[Stored data entries]

= Beginning of Section =

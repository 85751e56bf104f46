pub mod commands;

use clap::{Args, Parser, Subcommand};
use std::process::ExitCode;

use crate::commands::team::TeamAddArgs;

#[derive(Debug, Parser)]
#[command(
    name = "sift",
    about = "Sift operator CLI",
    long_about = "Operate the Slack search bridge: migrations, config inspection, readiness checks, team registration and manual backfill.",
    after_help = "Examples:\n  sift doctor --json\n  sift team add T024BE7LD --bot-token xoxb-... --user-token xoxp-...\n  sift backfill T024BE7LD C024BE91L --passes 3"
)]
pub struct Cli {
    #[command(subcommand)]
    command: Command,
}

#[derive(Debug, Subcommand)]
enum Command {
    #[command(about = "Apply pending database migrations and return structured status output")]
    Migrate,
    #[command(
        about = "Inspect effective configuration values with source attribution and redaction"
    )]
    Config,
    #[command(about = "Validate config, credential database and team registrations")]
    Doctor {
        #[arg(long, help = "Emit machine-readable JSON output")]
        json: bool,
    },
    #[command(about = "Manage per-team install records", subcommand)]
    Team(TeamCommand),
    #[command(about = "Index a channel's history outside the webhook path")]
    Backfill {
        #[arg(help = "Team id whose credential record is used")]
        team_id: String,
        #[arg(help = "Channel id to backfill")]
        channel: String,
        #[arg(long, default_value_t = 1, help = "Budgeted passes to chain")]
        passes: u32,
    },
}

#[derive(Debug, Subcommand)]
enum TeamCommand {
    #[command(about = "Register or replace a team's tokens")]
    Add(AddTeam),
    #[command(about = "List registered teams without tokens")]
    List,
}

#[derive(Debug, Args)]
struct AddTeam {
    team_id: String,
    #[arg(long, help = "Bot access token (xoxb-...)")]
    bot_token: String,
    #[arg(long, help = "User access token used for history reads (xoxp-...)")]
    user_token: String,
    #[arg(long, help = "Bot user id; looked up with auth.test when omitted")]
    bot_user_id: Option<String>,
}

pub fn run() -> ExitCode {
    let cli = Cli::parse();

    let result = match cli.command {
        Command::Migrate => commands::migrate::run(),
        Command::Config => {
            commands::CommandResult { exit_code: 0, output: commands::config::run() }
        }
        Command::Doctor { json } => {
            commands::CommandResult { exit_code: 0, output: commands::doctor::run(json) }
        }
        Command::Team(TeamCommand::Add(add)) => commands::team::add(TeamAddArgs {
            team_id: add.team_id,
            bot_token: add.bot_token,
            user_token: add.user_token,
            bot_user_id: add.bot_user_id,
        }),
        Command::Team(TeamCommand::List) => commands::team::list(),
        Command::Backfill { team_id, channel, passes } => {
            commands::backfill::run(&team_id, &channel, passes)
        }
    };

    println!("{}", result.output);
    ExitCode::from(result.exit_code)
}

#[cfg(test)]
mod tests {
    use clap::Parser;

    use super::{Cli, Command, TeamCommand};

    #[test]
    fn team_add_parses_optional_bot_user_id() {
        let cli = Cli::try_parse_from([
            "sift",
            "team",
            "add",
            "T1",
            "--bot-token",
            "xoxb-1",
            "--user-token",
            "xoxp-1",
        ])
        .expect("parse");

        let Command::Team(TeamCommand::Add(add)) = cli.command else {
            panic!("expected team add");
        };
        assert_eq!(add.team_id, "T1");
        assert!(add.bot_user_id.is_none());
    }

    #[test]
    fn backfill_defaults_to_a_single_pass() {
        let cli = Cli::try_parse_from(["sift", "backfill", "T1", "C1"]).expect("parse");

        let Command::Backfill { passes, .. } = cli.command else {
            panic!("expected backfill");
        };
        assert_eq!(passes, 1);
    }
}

= End of Section =
= Beginning of Section =

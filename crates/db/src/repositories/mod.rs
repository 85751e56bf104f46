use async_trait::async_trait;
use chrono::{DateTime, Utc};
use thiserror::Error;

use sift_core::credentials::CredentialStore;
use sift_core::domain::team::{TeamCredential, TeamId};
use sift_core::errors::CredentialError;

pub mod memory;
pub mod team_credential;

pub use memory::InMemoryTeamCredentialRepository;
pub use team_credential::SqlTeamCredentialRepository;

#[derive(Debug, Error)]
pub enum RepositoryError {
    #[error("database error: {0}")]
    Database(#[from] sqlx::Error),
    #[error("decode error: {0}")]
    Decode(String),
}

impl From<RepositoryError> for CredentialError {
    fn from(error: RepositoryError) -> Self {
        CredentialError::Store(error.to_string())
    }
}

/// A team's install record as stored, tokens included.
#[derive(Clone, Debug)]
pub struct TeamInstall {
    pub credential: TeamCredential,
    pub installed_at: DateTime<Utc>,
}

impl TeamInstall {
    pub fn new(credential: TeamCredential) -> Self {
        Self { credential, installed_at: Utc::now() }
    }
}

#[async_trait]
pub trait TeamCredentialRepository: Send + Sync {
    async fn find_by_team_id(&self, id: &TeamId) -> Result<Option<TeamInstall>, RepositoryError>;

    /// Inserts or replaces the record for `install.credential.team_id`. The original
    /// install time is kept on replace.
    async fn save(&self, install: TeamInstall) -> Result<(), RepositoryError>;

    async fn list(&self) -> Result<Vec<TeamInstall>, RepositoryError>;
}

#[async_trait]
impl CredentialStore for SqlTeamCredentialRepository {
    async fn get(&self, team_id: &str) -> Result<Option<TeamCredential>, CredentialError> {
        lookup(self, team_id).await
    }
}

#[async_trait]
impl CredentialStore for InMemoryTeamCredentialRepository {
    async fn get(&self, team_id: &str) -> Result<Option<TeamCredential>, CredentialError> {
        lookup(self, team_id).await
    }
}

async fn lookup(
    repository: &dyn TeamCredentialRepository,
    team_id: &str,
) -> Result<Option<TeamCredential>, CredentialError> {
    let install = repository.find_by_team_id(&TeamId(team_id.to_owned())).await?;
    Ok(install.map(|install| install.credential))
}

= End of Section =
= Beginning of Section =

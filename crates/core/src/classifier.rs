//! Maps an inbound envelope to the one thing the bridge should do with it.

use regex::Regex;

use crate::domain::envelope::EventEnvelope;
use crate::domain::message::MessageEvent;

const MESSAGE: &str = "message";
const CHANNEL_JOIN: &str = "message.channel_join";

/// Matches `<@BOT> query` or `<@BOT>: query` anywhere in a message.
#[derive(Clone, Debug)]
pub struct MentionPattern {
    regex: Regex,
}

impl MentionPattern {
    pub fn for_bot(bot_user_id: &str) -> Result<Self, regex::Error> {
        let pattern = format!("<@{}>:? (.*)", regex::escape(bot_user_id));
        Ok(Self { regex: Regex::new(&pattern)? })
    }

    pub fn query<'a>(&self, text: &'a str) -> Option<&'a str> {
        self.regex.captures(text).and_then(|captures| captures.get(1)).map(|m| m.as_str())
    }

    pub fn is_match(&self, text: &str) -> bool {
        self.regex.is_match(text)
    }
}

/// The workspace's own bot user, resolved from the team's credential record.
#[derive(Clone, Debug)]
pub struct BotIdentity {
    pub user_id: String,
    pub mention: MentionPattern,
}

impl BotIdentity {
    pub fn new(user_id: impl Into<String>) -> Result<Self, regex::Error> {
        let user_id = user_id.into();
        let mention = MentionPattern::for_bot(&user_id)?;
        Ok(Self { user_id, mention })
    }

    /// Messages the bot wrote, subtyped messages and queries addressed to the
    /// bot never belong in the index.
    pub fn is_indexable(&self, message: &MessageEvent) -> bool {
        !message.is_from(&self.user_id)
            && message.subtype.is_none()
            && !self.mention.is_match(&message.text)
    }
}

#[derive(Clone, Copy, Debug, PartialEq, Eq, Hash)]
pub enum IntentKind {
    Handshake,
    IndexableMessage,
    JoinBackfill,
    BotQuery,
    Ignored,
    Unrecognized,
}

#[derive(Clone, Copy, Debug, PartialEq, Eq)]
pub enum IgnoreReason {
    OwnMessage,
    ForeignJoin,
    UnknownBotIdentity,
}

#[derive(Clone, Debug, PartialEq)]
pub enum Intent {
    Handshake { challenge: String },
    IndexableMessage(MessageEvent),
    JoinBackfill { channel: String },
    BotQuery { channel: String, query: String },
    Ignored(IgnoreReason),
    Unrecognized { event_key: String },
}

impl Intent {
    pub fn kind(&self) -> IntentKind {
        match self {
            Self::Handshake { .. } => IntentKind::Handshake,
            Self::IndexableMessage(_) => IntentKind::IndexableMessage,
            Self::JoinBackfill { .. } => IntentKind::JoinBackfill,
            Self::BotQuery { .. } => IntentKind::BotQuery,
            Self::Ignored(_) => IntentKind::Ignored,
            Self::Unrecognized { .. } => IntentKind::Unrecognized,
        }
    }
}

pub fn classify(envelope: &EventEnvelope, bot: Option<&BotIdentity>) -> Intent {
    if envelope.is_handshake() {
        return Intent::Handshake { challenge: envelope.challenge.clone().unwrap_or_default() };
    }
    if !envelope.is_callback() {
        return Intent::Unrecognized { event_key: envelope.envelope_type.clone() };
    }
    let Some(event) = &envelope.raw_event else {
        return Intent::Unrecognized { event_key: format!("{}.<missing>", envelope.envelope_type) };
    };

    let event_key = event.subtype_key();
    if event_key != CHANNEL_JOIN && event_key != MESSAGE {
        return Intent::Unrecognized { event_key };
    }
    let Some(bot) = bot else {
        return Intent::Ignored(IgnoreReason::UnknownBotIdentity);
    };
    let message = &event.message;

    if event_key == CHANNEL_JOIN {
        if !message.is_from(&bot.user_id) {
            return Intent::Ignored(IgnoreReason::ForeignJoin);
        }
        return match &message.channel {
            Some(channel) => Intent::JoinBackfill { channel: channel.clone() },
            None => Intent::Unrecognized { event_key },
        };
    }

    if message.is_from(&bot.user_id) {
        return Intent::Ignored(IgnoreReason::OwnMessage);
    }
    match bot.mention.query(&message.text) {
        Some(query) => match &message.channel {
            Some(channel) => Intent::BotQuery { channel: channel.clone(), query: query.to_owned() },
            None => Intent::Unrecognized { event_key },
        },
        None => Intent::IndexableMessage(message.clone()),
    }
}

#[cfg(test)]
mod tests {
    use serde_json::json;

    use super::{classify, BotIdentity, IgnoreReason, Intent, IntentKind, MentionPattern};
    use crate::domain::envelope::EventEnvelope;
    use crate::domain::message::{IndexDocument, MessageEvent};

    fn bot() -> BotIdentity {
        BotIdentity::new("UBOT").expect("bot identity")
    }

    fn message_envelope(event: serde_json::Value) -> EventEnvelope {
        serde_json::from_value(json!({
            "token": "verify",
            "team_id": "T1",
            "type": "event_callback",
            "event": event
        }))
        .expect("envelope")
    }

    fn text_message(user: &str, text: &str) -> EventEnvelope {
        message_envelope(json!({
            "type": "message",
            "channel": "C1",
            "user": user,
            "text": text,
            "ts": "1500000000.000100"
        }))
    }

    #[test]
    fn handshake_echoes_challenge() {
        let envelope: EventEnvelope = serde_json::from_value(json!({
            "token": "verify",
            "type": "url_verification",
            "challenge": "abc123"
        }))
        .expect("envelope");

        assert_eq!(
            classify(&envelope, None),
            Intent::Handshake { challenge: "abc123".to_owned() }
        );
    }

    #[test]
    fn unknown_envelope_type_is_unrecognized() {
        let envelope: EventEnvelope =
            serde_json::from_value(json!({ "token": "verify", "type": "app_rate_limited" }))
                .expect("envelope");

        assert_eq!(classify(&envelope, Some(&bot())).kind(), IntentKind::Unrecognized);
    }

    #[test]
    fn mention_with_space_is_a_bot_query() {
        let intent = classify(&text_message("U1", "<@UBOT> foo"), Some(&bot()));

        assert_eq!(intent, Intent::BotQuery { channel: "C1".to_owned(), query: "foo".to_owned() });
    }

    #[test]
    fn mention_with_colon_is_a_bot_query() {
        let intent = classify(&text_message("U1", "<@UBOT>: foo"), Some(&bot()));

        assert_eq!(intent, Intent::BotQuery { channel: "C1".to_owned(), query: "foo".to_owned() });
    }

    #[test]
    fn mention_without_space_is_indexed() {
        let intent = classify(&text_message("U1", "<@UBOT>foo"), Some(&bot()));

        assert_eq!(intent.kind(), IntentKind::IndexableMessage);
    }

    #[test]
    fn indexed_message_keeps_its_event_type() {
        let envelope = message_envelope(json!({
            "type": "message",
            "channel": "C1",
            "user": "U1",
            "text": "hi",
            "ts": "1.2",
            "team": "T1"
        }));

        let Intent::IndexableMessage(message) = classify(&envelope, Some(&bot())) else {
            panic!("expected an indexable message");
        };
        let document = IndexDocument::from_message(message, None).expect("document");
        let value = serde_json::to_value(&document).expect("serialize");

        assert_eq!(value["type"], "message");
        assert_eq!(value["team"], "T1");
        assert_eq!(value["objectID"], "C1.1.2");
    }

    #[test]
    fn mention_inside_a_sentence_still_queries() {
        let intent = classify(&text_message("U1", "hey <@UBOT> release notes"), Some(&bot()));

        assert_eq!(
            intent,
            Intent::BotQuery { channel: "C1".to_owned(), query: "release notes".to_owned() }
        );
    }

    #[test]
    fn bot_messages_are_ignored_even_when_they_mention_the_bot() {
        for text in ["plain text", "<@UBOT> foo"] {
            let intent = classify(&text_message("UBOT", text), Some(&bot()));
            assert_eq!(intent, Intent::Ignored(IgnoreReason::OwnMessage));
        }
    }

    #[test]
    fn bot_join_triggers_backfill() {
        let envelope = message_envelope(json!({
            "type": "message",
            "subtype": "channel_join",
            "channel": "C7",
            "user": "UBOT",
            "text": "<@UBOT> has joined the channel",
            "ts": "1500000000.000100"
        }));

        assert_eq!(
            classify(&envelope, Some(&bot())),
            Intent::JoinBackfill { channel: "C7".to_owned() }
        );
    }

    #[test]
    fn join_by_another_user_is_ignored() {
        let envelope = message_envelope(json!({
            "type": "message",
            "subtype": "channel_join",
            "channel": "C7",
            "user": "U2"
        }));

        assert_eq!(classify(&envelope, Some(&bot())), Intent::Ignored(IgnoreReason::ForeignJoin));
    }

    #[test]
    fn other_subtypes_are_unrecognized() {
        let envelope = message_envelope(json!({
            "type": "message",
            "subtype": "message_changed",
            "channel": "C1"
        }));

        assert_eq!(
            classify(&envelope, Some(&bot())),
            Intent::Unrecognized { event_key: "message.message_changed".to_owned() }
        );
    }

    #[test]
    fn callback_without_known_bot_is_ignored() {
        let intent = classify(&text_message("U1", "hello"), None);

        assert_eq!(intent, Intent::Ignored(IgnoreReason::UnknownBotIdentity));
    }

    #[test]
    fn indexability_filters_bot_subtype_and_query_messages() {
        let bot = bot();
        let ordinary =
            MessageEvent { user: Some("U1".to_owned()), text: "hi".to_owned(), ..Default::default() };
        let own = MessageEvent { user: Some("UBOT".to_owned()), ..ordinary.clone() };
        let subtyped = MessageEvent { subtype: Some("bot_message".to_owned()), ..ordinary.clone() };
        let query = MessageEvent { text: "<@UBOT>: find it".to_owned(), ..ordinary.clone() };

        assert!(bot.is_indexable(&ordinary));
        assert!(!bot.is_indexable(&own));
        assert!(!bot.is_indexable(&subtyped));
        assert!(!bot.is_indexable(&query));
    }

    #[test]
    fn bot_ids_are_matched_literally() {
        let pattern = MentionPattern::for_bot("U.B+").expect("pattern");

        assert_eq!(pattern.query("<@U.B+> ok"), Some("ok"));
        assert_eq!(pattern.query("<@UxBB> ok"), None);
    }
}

= End of Section =

TASK ITEM
Go through the records above and, whenever a line includes the word "return", copy it.

EXPECTED OUTPUT
    #[command(about = "Apply pending database migrations and return structured status output")]
        return Intent::Handshake { challenge: envelope.challenge.clone().unwrap_or_default() };
        return Intent::Unrecognized { event_key: envelope.envelope_type.clone() };
        return Intent::Unrecognized { event_key: format!("{}.<missing>", envelope.envelope_type) };
        return Intent::Unrecognized { event_key };
        return Intent::Ignored(IgnoreReason::UnknownBotIdentity);
            return Intent::Ignored(IgnoreReason::ForeignJoin);
        return match &message.channel {
        return Intent::Ignored(IgnoreReason::OwnMessage);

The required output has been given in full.